While you were a member of the Communist Party were you acquainted with an organization known as the Trade Union Unity League?

Mr. Dennett. I was.

Mr. Tavenner. Will you tell the committee, please, briefly, what that organization was?

Mr. Dennett. Well, it was an effort on the part of the Communist leadership in this country to bring about the organization of unorganized workers. It had the idea that they should be organized in industrial unions. This is because its leader was William Z. Foster, and William Z. Foster had been an active leader in A. F. of L. unions. As a matter of fact, he was the leader of the great steel strike of 1919, and in the course of that strike he drew certain conclusions about the way it was conducted, namely, that it was next to impossible for the workers to obtain the kind of solidarity they needed to win when they were divided into so many different craft organizations.

So it was Foster who gave the greatest attention to this question of getting the maximum strength through organization of the workers in unions. And the Trade Union Unity League was an effort to organize these unorganized workers.

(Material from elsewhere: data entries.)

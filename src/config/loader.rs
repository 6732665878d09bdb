//! Configuration Loader
//!
//! Loads and validates configuration from TOML files matching config.toml structure.

use serde::Deserialize;
use std::path::Path;
use std::time::Duration;
use thiserror::Error;

use crate::domain::validate::validate_token_address;

/// Main configuration structure matching config.toml
#[derive(Debug, Clone, Deserialize)]
pub struct Config {
    pub api: ApiSection,
    pub chain: ChainSection,
    pub trading: TradingSection,
    pub storage: StorageSection,
    pub logging: LoggingSection,
}

/// Aggregator API configuration section
#[derive(Debug, Clone, Deserialize)]
pub struct ApiSection {
    /// 0x API base URL
    pub base_url: String,
    /// API key; can also come from the ZEROEX_API_KEY env var
    #[serde(default)]
    pub api_key: Option<String>,
    /// API version header value
    pub version: String,
}

impl ApiSection {
    /// Get API key with environment variable fallback
    /// Checks ZEROEX_API_KEY env var if config value is empty/None
    pub fn get_api_key(&self) -> Option<String> {
        if let Some(ref key) = self.api_key {
            if !key.is_empty() {
                return Some(key.clone());
            }
        }
        std::env::var("ZEROEX_API_KEY").ok()
    }
}

/// Chain configuration section
#[derive(Debug, Clone, Deserialize)]
pub struct ChainSection {
    /// Numeric chain id sent with every API call
    pub chain_id: u64,
    /// RPC endpoint (use a private RPC for production)
    pub rpc_url: String,
    /// Wrapped native token contract
    pub weth_address: String,
    /// USDC contract, used as the USD pricing leg
    pub usdc_address: String,
}

impl ChainSection {
    /// Get RPC URL with environment variable override
    /// Checks RPC_URL env var first, falls back to config value
    pub fn get_rpc_url(&self) -> String {
        std::env::var("RPC_URL").unwrap_or_else(|_| self.rpc_url.clone())
    }
}

/// Trading configuration section
#[derive(Debug, Clone, Deserialize)]
pub struct TradingSection {
    /// Slippage tolerance in percent (1.0 = 1%)
    pub slippage_percentage: f64,
    /// Seconds between trade status polls
    #[serde(default = "default_status_poll_interval")]
    pub status_poll_interval_secs: u64,
    /// Seconds before an unsettled trade counts as timed out (60-300)
    #[serde(default = "default_status_poll_deadline")]
    pub status_poll_deadline_secs: u64,
    /// Seconds between position monitor price checks
    #[serde(default = "default_monitor_interval")]
    pub monitor_interval_secs: u64,
}

fn default_status_poll_interval() -> u64 {
    3
}

fn default_status_poll_deadline() -> u64 {
    120
}

fn default_monitor_interval() -> u64 {
    5
}

/// Storage configuration section
#[derive(Debug, Clone, Deserialize)]
pub struct StorageSection {
    /// Directory holding the persisted bot state
    pub data_dir: String,
}

/// Logging configuration section
#[derive(Debug, Clone, Deserialize)]
pub struct LoggingSection {
    /// Log level: "trace", "debug", "info", "warn", "error"
    pub level: String,
    /// Log to file (in addition to stdout)
    pub log_to_file: bool,
    /// Log file path
    pub log_file: String,
}

/// Configuration errors
#[derive(Debug, Error)]
pub enum ConfigError {
    #[error("Failed to read config file: {0}")]
    IoError(#[from] std::io::Error),
    #[error("Failed to parse TOML: {0}")]
    ParseError(#[from] toml::de::Error),
    #[error("Validation failed: {0}")]
    ValidationError(String),
}

/// Load configuration from a TOML file
pub fn load_config<P: AsRef<Path>>(path: P) -> Result<Config, ConfigError> {
    let content = std::fs::read_to_string(path)?;
    let config: Config = toml::from_str(&content)?;
    config.validate()?;
    Ok(config)
}

impl Config {
    /// Validate all configuration parameters
    pub fn validate(&self) -> Result<(), ConfigError> {
        // Validate API section
        if self.api.base_url.is_empty() {
            return Err(ConfigError::ValidationError(
                "base_url cannot be empty".to_string(),
            ));
        }

        if self.api.version.is_empty() {
            return Err(ConfigError::ValidationError(
                "version cannot be empty".to_string(),
            ));
        }

        // Validate chain section
        if self.chain.chain_id == 0 {
            return Err(ConfigError::ValidationError(
                "chain_id must be > 0".to_string(),
            ));
        }

        if self.chain.rpc_url.is_empty() {
            return Err(ConfigError::ValidationError(
                "rpc_url cannot be empty".to_string(),
            ));
        }

        validate_token_address(&self.chain.weth_address).map_err(|e| {
            ConfigError::ValidationError(format!("weth_address: {}", e))
        })?;

        validate_token_address(&self.chain.usdc_address).map_err(|e| {
            ConfigError::ValidationError(format!("usdc_address: {}", e))
        })?;

        // Validate trading section
        if self.trading.slippage_percentage <= 0.0 || self.trading.slippage_percentage > 100.0 {
            return Err(ConfigError::ValidationError(format!(
                "slippage_percentage must be 0-100, got {}",
                self.trading.slippage_percentage
            )));
        }

        if self.trading.status_poll_interval_secs == 0 {
            return Err(ConfigError::ValidationError(
                "status_poll_interval_secs must be > 0".to_string(),
            ));
        }

        if !(60..=300).contains(&self.trading.status_poll_deadline_secs) {
            return Err(ConfigError::ValidationError(format!(
                "status_poll_deadline_secs must be 60-300, got {}",
                self.trading.status_poll_deadline_secs
            )));
        }

        if self.trading.monitor_interval_secs == 0 {
            return Err(ConfigError::ValidationError(
                "monitor_interval_secs must be > 0".to_string(),
            ));
        }

        // Validate storage
        if self.storage.data_dir.is_empty() {
            return Err(ConfigError::ValidationError(
                "data_dir cannot be empty".to_string(),
            ));
        }

        Ok(())
    }

    pub fn status_poll_interval(&self) -> Duration {
        Duration::from_secs(self.trading.status_poll_interval_secs)
    }

    pub fn status_poll_deadline(&self) -> Duration {
        Duration::from_secs(self.trading.status_poll_deadline_secs)
    }

    pub fn monitor_interval(&self) -> Duration {
        Duration::from_secs(self.trading.monitor_interval_secs)
    }
}

// Conversion from Config to the API client configuration
impl From<&Config> for crate::adapters::zeroex::ZeroExConfig {
    fn from(config: &Config) -> Self {
        crate::adapters::zeroex::ZeroExConfig {
            api_base_url: config.api.base_url.clone(),
            api_key: config.api.get_api_key(),
            api_version: config.api.version.clone(),
            ..Default::default()
        }
    }
}

#[cfg(test)]
mod tests {
    use super::*;
    use std::io::Write;
    use tempfile::NamedTempFile;

    fn create_valid_config() -> String {
        r#"
[api]
base_url = "https://api.0x.org"
version = "v2"

[chain]
chain_id = 1
rpc_url = "https://eth.llamarpc.com"
weth_address = "0xC02aaA39b223FE8D0A0e5C4F27eAD9083C756Cc2"
usdc_address = "0xA0b86991c6218b36c1d19D4a2e9Eb0cE3606eB48"

[trading]
slippage_percentage = 1.0
status_poll_interval_secs = 3
status_poll_deadline_secs = 120
monitor_interval_secs = 5

[storage]
data_dir = "data"

[logging]
level = "info"
log_to_file = true
log_file = "logs/swapsmith.log"
"#
        .to_string()
    }

    #[test]
    fn test_load_valid_config() {
        let mut file = NamedTempFile::new().unwrap();
        file.write_all(create_valid_config().as_bytes()).unwrap();

        let config = load_config(file.path()).unwrap();

        assert_eq!(config.api.base_url, "https://api.0x.org");
        assert_eq!(config.chain.chain_id, 1);
        assert_eq!(config.trading.slippage_percentage, 1.0);
        assert_eq!(config.status_poll_interval(), Duration::from_secs(3));
    }

    #[test]
    fn test_load_missing_file() {
        let result = load_config("/nonexistent/path/config.toml");
        assert!(result.is_err());
        assert!(matches!(result.unwrap_err(), ConfigError::IoError(_)));
    }

    #[test]
    fn test_timer_defaults_apply() {
        let minimal = r#"
[api]
base_url = "https://api.0x.org"
version = "v2"

[chain]
chain_id = 1
rpc_url = "https://eth.llamarpc.com"
weth_address = "0xC02aaA39b223FE8D0A0e5C4F27eAD9083C756Cc2"
usdc_address = "0xA0b86991c6218b36c1d19D4a2e9Eb0cE3606eB48"

[trading]
slippage_percentage = 0.5

[storage]
data_dir = "data"

[logging]
level = "info"
log_to_file = false
log_file = "logs/swapsmith.log"
"#;
        let mut file = NamedTempFile::new().unwrap();
        file.write_all(minimal.as_bytes()).unwrap();

        let config = load_config(file.path()).unwrap();
        assert_eq!(config.trading.status_poll_interval_secs, 3);
        assert_eq!(config.trading.status_poll_deadline_secs, 120);
        assert_eq!(config.trading.monitor_interval_secs, 5);
    }

    #[test]
    fn test_deadline_out_of_range() {
        let invalid = create_valid_config().replace(
            "status_poll_deadline_secs = 120",
            "status_poll_deadline_secs = 30",
        );
        let mut file = NamedTempFile::new().unwrap();
        file.write_all(invalid.as_bytes()).unwrap();

        let result = load_config(file.path());
        assert!(matches!(
            result.unwrap_err(),
            ConfigError::ValidationError(_)
        ));
    }

    #[test]
    fn test_bad_weth_address_rejected() {
        let invalid = create_valid_config().replace(
            "weth_address = \"0xC02aaA39b223FE8D0A0e5C4F27eAD9083C756Cc2\"",
            "weth_address = \"0x1234\"",
        );
        let mut file = NamedTempFile::new().unwrap();
        file.write_all(invalid.as_bytes()).unwrap();

        let result = load_config(file.path());
        assert!(matches!(
            result.unwrap_err(),
            ConfigError::ValidationError(_)
        ));
    }

    #[test]
    fn test_zero_slippage_rejected() {
        let invalid = create_valid_config()
            .replace("slippage_percentage = 1.0", "slippage_percentage = 0.0");
        let mut file = NamedTempFile::new().unwrap();
        file.write_all(invalid.as_bytes()).unwrap();

        let result = load_config(file.path());
        assert!(matches!(
            result.unwrap_err(),
            ConfigError::ValidationError(_)
        ));
    }

    #[test]
    fn test_config_to_client_config() {
        let mut file = NamedTempFile::new().unwrap();
        file.write_all(create_valid_config().as_bytes()).unwrap();

        let config = load_config(file.path()).unwrap();
        let client_config = crate::adapters::zeroex::ZeroExConfig::from(&config);

        assert_eq!(client_config.api_base_url, "https://api.0x.org");
        assert_eq!(client_config.api_version, "v2");
    }
}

Now to the best of my knowledge some of the greatest success of the Trade Union Unity League occurred right here in the Northwest.

When I came into the district in 1932 there was a comparatively young fellow by the name of James Murphy who was the head of the Trade Union Unity League here. He was a lumberworker. He was a bona fide worker. He knew the language, he knew the habits, and he was able to get around the same as any “bindle stiff.”

For fear some might not understand the use of the term, in the old days loggers had to carry their own blankets when they went from place to place. And the way they carried them caused them to be called bindle stiffs.

These fellows were very adaptable. They were very skillful at traveling under adverse conditions, overcoming all kinds of physical difficulties. The stories of Paul Bunyon are not something out of the figment of the imagination entirely; they grew out of the huge efforts that the Northwest lumberworkers had to make in order to live.